The backdrop to all of this is a dramatic arc of improvement in anesthesia safety over the past half-century. In the 1940s, the anesthesia-related mortality rate was roughly one death per 1,000 procedures. Today, for healthy patients undergoing routine surgery, the risk is estimated at fewer than one in 200,000 — a safety objective the Institute of Medicine, in its landmark 1999 report “To Err Is Human,” singled out as a model for the rest of medicine.

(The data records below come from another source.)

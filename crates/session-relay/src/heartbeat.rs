//! Keep-alive pings for an open connection.

use crate::messages::OutboundFrame;
use crate::transport::FrameSender;
use tokio::task::JoinHandle;
use tokio::time::{interval_at, Duration, Instant};
use tracing::{debug, warn};

/// Sends a `ping` frame on a fixed period while armed.
///
/// One monitor serves one connection at a time: `start` on open, `stop` on
/// close. Starting an already running monitor is refused.
pub struct HeartbeatMonitor {
    period: Duration,
    task: Option<JoinHandle<()>>,
}

impl HeartbeatMonitor {
    pub fn new(period: Duration) -> Self {
        Self { period, task: None }
    }

    pub fn period(&self) -> Duration {
        self.period
    }

    /// Arm the monitor. Returns false if it was already running.
    pub fn start(&mut self, sender: FrameSender) -> bool {
        if self.is_running() {
            warn!("Heartbeat already running, refusing second start");
            return false;
        }

        let period = self.period;
        self.task = Some(tokio::spawn(async move {
            let mut ticker = interval_at(Instant::now() + period, period);
            loop {
                ticker.tick().await;
                if let Err(e) = sender.send_frame(&OutboundFrame::ping()).await {
                    debug!(error = %e, "Heartbeat send failed, stopping");
                    break;
                }
            }
        }));
        true
    }

    /// Disarm the monitor. Returns false if it was not running.
    pub fn stop(&mut self) -> bool {
        match self.task.take() {
            Some(task) => {
                task.abort();
                true
            }
            None => false,
        }
    }

    pub fn is_running(&self) -> bool {
        self.task.as_ref().is_some_and(|t| !t.is_finished())
    }
}

impl Drop for HeartbeatMonitor {
    fn drop(&mut self) {
        self.stop();
    }
}
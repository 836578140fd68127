//! Configuration error types.

use thiserror::Error;

/// Error type for configuration and path handling.
#[derive(Error, Debug)]
pub enum ConfigError {
    /// Invalid configuration value
    #[error("Configuration error: {0}")]
    Invalid(String),

    /// IO error
    #[error("IO error: {0}")]
    Io(#[from] std::io::Error),

    /// URL parsing error
    #[error("Invalid URL: {0}")]
    InvalidUrl(#[from] url::ParseError),

    /// JSON error
    #[error("JSON error: {0}")]
    Json(#[from] serde_json::Error),

    /// Logging could not be installed
    #[error("Logging error: {0}")]
    Logging(String),

    /// Path resolution error
    #[error("Path error: {0}")]
    Path(String),
}

/// Result type alias using ConfigError.
pub type ConfigResult<T> = Result<T, ConfigError>;
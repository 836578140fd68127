//! Configuration, paths, and logging setup for the Rendezvous client tools.

mod config;
mod error;
mod logging;
mod paths;

pub use config::{Config, DEFAULT_API_BASE_URL, DEFAULT_LOG_LEVEL, DEFAULT_SESSION_PATH};
pub use error::{ConfigError, ConfigResult};
pub use logging::{init_logging, parse_level, LogConfig, LogFileWriter};
pub use paths::Paths;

Those gains are not merely statistical. They have reshaped what surgery itself looks like. Safer anesthesia made possible the expansion of same-day ambulatory surgery, minimally invasive cardiac procedures, complex organ transplants in patients once considered too fragile to operate on, and pediatric surgeries in newborns weighing only a few pounds. Procedures that were unthinkable in the 1970s are now routine, in large part because anesthesiologists learned to keep sicker patients safer for longer.

The measurement work Dr. Dutton is pushing at USAP is a continuation of that arc, applied to a dimension that has historically escaped it: the patient’s own experience of the care. For a specialty whose practitioners are often forgotten within hours of meeting their patients, making the encounter visible and accountable may be the next frontier.